• How to complete this task:
A single number is required: how many lines in the data below contain "format".

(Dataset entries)
____________

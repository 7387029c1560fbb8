// SPDX-License-Identifier: PMPL-1.0-or-later
// Copyright (c) 2026 Jonathan D.A. Jewell (hyperpolymath) <jonathan.jewell@open.ac.uk>
//!
//! `lexis` - inspect and maintain a Lexis store on disk.
//!
//! Opens a redb file, restores every persistent collection and the pending
//! sync queue, runs one command, and flushes before exiting when the
//! command changed anything.

use std::path::PathBuf;
use std::sync::Arc;

use anyhow::{bail, Context, Result};
use clap::{Parser, Subcommand};
use serde_json::Value;

use lexis_engine::{EngineConfig, HttpRemote, SetOptions, Snapshot, StoreBuilder, StoreManager};
use lexis_storage::RedbBackend;

const VERSION: &str = env!("CARGO_PKG_VERSION");

// ---------------------------------------------------------------------------
// CLI argument parsing
// ---------------------------------------------------------------------------

#[derive(Parser, Debug)]
#[command(name = "lexis", version = VERSION, about = "Lexis data engine store tool")]
struct Cli {
    /// Path of the redb store file (created if missing).
    #[arg(long, default_value = "lexis.redb")]
    db: PathBuf,

    /// Key namespace; overrides the configured one.
    #[arg(long)]
    namespace: Option<String>,

    /// JSON engine configuration. Defaults plus `LEXIS_*` variables otherwise.
    #[arg(long)]
    config: Option<PathBuf>,

    /// Remote endpoint that pending sync operations are replayed against.
    #[arg(long)]
    sync_endpoint: Option<String>,

    #[command(subcommand)]
    command: Command,
}

#[derive(Subcommand, Debug)]
enum Command {
    /// Print engine statistics as JSON.
    Stats,
    /// List the configured collections.
    Collections,
    /// Print one value.
    Get { collection: String, key: String },
    /// Print every live entry of a collection.
    List { collection: String },
    /// Store a JSON value (bare words are stored as strings).
    Set {
        collection: String,
        key: String,
        value: String,
        /// Expire after this many milliseconds.
        #[arg(long)]
        ttl_ms: Option<u64>,
        /// Flush the collection right away.
        #[arg(long)]
        immediate: bool,
    },
    /// Remove one key.
    Delete { collection: String, key: String },
    /// Remove every entry of a collection.
    Clear { collection: String },
    /// Drop expired entries everywhere.
    Purge,
    /// Write a snapshot of every collection.
    Export {
        /// Output file; stdout when omitted.
        #[arg(long)]
        out: Option<PathBuf>,
    },
    /// Load a snapshot written by `export`.
    Import { file: PathBuf },
    /// Replay the pending sync queue (needs --sync-endpoint).
    Sync,
    /// Show pending and dead-lettered sync operations.
    Queue,
    /// Run the periodic scheduler until interrupted.
    Run,
}

impl Command {
    fn mutates(&self) -> bool {
        matches!(
            self,
            Command::Set { .. }
                | Command::Delete { .. }
                | Command::Clear { .. }
                | Command::Purge
                | Command::Import { .. }
                | Command::Sync
        )
    }
}

// ---------------------------------------------------------------------------
// Store setup
// ---------------------------------------------------------------------------

fn load_config(cli: &Cli) -> Result<EngineConfig> {
    let mut config = match &cli.config {
        Some(path) => {
            let raw = std::fs::read_to_string(path)
                .with_context(|| format!("reading config {}", path.display()))?;
            EngineConfig::from_json_str(&raw)?
        }
        None => EngineConfig::from_env()?,
    };
    if let Some(namespace) = &cli.namespace {
        config.namespace = namespace.clone();
    }
    Ok(config)
}

fn open_store(cli: &Cli) -> Result<StoreManager<RedbBackend>> {
    let config = load_config(cli)?;
    let backend = RedbBackend::open(&cli.db)
        .with_context(|| format!("opening store {}", cli.db.display()))?;

    let mut builder = StoreBuilder::new(config, backend);
    if let Some(endpoint) = &cli.sync_endpoint {
        builder = builder.remote(Arc::new(HttpRemote::new(endpoint)?));
    }
    Ok(builder.build()?)
}

/// Accept JSON, falling back to a plain string for bare words.
fn parse_value(raw: &str) -> Value {
    serde_json::from_str(raw).unwrap_or_else(|_| Value::String(raw.to_string()))
}

fn print_json<T: serde::Serialize + ?Sized>(value: &T) -> Result<()> {
    println!("{}", serde_json::to_string_pretty(value)?);
    Ok(())
}

// ---------------------------------------------------------------------------
// Commands
// ---------------------------------------------------------------------------

async fn execute(store: &StoreManager<RedbBackend>, cli: &Cli) -> Result<()> {
    match &cli.command {
        Command::Stats => print_json(&store.stats())?,
        Command::Collections => {
            for spec in &store.config().collections {
                println!("{}\t{}", spec.name, serde_json::to_string(&spec.config)?);
            }
        }
        Command::Get { collection, key } => match store.get_value(collection, key).await? {
            Some(value) => print_json(&value)?,
            None => bail!("{collection}/{key} not found"),
        },
        Command::List { collection } => print_json(&store.get_all(collection).await?)?,
        Command::Set {
            collection,
            key,
            value,
            ttl_ms,
            immediate,
        } => {
            let mut options = SetOptions::default();
            if let Some(ttl) = ttl_ms {
                options = options.with_ttl(*ttl);
            }
            options.immediate = *immediate;
            store.set(collection, key, &parse_value(value), options).await?;
        }
        Command::Delete { collection, key } => {
            if !store.delete(collection, key).await? {
                eprintln!("{collection}/{key} was not present");
            }
        }
        Command::Clear { collection } => {
            let removed = store.clear(collection).await?;
            println!("removed {removed} entries");
        }
        Command::Purge => {
            let purged = store.purge_expired();
            println!("purged {purged} expired entries");
        }
        Command::Export { out } => {
            let snapshot = store.export_snapshot().await;
            let json = serde_json::to_string_pretty(&snapshot)?;
            match out {
                Some(path) => std::fs::write(path, json)
                    .with_context(|| format!("writing {}", path.display()))?,
                None => println!("{json}"),
            }
        }
        Command::Import { file } => {
            let raw = std::fs::read_to_string(file)
                .with_context(|| format!("reading {}", file.display()))?;
            let snapshot: Snapshot = serde_json::from_str(&raw).context("parsing snapshot")?;
            let report = store.import_snapshot(snapshot).await?;
            print_json(&report)?;
        }
        Command::Sync => {
            if cli.sync_endpoint.is_none() {
                bail!("sync needs --sync-endpoint");
            }
            print_json(&store.drain_sync().await)?;
        }
        Command::Queue => {
            print_json(&serde_json::json!({
                "pending": store.pending_sync(),
                "deadLetters": store.dead_letters(),
            }))?;
        }
        Command::Run => {
            let scheduler = store.spawn_scheduler();
            tracing::info!(
                interval_ms = store.config().flush_interval_ms,
                "Scheduler running, Ctrl-C to stop"
            );
            tokio::signal::ctrl_c().await.context("waiting for Ctrl-C")?;
            scheduler.shutdown().await;
        }
    }
    Ok(())
}

#[tokio::main]
async fn main() -> Result<()> {
    tracing_subscriber::fmt()
        .with_env_filter(
            tracing_subscriber::EnvFilter::try_from_default_env()
                .unwrap_or_else(|_| tracing_subscriber::EnvFilter::new("warn")),
        )
        .with_writer(std::io::stderr)
        .init();

    let cli = Cli::parse();
    let store = open_store(&cli)?;
    store.restore().await;

    execute(&store, &cli).await?;

    if cli.command.mutates() {
        let report = store.flush_all().await;
        if !report.failed.is_empty() {
            bail!("failed to flush: {}", report.failed.join(", "));
        }
    }
    Ok(())
}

____________

• Result for this exercise:
4